_What the task asks_.
Copy out each line of the data that includes the string "models".

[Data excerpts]
Segment Open

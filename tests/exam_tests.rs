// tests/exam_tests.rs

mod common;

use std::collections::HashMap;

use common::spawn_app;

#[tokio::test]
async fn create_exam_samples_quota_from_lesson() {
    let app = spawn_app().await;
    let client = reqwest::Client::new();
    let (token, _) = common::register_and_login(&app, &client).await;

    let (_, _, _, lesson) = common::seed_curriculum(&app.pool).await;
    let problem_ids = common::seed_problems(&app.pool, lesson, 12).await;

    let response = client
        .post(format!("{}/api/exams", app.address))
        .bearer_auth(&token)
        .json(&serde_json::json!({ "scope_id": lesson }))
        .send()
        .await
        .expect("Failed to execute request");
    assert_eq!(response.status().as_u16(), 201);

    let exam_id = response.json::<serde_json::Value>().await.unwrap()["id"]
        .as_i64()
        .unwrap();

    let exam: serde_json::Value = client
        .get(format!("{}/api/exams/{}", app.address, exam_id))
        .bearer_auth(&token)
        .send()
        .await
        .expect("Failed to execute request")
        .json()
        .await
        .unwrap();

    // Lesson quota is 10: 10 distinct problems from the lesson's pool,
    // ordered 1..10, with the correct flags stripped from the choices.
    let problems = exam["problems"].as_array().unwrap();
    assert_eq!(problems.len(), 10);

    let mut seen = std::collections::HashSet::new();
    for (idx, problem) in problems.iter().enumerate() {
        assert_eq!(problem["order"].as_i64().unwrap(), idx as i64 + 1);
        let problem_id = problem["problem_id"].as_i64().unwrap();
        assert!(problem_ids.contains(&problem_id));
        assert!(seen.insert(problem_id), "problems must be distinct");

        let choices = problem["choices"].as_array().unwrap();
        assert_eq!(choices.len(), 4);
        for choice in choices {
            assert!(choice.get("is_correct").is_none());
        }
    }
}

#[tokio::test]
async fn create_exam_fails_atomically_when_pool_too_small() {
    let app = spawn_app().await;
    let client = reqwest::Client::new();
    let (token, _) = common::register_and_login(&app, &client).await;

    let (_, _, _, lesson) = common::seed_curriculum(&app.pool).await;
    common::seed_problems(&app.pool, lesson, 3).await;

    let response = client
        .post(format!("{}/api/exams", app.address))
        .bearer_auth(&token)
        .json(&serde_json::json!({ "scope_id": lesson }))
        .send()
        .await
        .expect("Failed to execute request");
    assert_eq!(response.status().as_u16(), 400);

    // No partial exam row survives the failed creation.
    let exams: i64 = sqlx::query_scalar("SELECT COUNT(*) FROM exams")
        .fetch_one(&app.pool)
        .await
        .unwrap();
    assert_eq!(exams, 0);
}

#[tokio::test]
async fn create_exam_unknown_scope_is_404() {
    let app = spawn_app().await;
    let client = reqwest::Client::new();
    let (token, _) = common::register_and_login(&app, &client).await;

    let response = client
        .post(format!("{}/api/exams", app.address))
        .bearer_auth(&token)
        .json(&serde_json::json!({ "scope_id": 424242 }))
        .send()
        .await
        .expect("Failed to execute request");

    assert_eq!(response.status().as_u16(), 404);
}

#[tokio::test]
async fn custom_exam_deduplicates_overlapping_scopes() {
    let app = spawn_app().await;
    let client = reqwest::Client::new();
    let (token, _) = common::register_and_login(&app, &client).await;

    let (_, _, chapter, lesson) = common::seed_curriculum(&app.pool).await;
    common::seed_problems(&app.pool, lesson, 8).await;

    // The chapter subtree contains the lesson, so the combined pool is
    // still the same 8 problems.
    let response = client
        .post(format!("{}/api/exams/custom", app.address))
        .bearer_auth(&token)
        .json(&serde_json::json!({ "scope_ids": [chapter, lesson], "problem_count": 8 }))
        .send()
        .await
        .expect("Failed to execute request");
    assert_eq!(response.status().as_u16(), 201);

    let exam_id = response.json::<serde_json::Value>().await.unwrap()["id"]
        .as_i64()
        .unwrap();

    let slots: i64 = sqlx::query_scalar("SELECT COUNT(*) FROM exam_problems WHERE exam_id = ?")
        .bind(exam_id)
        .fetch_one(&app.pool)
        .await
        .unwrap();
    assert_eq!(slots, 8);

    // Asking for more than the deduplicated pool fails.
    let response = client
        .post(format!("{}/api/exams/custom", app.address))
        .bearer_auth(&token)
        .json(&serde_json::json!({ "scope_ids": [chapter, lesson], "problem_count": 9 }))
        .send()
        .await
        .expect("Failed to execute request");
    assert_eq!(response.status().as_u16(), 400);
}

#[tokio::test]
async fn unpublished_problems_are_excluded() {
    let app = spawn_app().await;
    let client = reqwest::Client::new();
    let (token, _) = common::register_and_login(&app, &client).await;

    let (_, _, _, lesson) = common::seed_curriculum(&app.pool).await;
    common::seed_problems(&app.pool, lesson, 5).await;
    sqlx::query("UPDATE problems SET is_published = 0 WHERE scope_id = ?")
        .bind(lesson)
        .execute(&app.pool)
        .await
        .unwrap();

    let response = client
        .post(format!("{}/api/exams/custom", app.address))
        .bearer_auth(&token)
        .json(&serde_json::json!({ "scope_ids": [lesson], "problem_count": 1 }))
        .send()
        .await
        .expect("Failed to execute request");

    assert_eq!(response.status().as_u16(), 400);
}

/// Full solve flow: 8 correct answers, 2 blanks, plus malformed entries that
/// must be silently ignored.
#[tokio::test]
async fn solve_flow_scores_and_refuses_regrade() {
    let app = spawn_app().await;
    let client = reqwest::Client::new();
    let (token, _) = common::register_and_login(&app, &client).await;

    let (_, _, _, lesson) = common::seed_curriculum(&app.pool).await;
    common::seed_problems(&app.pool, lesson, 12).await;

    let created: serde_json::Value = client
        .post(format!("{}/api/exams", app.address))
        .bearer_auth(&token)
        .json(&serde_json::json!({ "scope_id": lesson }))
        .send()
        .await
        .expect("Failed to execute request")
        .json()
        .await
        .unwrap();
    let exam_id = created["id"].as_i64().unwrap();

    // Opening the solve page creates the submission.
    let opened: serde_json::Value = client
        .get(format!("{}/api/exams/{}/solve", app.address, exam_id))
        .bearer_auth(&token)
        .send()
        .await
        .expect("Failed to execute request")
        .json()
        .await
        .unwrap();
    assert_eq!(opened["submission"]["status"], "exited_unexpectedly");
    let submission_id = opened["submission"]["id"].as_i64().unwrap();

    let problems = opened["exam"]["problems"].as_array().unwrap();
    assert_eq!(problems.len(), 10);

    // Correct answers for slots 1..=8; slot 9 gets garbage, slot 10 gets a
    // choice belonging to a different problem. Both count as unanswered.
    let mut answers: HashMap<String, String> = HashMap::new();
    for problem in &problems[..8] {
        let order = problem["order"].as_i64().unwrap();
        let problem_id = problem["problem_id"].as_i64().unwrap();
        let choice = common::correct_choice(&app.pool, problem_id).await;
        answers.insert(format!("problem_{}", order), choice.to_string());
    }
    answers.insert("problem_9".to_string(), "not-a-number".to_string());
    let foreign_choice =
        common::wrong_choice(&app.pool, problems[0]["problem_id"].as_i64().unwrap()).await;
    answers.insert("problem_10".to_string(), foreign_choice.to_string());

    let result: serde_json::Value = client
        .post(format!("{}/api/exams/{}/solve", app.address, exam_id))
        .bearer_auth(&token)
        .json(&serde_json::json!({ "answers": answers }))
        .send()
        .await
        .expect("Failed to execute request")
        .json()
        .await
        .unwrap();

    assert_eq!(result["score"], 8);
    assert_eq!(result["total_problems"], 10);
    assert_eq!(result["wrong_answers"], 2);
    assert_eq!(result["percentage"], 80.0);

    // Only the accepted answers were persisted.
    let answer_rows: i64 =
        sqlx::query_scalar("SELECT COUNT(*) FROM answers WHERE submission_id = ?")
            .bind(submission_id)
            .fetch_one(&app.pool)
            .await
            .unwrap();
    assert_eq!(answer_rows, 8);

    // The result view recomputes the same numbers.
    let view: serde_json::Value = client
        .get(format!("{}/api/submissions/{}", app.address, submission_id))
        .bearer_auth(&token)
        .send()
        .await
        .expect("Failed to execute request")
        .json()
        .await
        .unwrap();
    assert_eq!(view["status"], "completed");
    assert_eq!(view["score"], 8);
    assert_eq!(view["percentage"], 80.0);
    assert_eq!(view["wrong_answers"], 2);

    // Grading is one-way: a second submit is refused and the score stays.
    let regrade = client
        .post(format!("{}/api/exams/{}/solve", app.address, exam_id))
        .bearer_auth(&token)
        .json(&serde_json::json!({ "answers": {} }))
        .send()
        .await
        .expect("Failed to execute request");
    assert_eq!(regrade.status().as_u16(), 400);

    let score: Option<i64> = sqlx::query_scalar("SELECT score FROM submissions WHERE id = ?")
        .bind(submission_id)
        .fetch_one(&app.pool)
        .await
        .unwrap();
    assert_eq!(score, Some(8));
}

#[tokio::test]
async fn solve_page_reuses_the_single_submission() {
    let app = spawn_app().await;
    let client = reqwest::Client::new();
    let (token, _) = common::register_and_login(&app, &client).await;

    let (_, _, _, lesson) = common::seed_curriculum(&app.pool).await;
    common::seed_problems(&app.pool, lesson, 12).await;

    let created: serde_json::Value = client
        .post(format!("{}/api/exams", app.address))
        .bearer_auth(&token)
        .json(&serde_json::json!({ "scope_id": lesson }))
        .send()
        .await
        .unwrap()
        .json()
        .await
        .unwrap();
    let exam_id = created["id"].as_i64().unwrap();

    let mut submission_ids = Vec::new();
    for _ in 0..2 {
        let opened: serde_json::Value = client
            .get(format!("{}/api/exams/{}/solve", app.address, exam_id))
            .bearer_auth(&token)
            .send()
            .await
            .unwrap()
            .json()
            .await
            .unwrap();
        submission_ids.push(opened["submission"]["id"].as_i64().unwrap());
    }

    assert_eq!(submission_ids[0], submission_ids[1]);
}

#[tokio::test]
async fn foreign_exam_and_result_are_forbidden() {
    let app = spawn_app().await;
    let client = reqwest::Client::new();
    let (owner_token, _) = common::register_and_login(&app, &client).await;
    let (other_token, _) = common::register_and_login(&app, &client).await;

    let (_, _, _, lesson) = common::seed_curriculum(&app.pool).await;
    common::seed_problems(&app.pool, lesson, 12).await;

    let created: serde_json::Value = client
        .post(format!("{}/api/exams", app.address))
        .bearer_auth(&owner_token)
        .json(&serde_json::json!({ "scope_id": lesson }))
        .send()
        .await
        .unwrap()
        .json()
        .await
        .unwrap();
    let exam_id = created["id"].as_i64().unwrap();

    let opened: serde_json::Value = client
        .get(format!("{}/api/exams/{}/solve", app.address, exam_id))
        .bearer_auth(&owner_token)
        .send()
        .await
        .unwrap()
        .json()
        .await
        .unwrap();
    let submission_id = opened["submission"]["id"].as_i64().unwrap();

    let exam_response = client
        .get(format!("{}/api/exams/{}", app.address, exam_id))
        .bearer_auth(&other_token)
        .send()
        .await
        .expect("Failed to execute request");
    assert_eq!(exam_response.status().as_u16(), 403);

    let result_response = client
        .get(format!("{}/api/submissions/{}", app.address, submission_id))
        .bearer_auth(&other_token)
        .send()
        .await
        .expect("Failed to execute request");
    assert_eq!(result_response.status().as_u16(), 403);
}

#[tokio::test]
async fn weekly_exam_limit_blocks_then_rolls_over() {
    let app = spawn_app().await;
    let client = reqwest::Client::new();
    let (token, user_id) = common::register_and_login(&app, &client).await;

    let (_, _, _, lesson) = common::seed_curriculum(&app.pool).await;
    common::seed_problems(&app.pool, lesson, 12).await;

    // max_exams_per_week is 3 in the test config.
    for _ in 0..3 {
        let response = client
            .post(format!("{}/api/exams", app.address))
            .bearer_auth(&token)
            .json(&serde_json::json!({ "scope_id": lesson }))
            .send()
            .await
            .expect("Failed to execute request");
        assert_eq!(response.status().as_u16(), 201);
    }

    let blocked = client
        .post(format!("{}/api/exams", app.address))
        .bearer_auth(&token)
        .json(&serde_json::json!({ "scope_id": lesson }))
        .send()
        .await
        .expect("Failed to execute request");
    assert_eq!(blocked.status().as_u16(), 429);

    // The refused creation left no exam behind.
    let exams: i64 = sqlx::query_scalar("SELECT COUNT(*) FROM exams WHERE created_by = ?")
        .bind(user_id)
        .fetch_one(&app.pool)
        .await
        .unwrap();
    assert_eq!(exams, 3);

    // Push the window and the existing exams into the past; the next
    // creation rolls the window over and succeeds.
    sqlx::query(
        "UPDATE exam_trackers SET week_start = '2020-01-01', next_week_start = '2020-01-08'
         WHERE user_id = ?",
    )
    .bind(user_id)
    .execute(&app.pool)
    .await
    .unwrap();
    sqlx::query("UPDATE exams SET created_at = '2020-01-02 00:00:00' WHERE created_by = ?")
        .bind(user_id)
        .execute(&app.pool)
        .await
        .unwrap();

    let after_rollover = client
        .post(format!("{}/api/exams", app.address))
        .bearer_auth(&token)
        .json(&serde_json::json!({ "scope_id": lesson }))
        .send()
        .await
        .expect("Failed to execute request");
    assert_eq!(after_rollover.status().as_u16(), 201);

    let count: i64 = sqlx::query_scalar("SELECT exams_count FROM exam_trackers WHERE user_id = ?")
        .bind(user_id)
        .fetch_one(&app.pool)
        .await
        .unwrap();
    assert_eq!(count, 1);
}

Segment Closed
Segment Open

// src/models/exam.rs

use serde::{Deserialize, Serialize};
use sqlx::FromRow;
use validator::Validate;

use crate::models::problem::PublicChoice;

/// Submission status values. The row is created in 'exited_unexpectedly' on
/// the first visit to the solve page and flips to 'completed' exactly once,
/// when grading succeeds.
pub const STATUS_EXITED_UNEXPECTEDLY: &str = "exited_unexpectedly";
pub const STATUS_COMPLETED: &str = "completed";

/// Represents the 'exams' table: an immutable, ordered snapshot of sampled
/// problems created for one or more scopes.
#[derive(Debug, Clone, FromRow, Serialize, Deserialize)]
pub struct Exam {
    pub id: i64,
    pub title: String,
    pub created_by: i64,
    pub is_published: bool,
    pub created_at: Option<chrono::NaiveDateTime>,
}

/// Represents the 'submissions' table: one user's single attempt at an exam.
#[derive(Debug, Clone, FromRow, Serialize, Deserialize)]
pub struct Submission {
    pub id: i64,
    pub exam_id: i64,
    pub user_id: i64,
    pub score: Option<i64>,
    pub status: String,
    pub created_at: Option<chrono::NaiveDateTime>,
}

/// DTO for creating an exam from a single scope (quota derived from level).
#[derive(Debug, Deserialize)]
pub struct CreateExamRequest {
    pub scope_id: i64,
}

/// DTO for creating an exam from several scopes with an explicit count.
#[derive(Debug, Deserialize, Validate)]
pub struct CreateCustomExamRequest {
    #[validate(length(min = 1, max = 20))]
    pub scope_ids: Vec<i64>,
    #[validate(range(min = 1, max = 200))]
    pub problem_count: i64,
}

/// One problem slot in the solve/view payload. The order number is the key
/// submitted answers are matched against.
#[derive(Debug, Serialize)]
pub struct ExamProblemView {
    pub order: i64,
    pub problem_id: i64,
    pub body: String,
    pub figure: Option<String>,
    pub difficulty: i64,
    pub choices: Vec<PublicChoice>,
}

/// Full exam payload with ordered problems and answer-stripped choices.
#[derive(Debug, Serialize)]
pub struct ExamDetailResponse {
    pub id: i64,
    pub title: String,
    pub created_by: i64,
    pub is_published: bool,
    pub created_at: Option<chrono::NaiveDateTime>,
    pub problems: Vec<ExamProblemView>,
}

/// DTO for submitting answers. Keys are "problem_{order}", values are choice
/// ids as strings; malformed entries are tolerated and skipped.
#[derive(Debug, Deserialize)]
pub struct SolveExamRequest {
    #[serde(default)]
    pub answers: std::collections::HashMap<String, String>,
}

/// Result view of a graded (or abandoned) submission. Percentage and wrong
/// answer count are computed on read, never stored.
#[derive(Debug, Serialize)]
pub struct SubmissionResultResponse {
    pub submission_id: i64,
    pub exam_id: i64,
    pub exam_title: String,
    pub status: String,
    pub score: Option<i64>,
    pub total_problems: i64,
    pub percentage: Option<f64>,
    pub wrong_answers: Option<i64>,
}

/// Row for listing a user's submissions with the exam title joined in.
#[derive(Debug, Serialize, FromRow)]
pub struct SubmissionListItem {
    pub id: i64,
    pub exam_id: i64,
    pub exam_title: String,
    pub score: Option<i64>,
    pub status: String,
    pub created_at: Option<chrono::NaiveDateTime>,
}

Segment Closed

_Solution for this problem_.
// src/models/exam.rs
use crate::models::problem::PublicChoice;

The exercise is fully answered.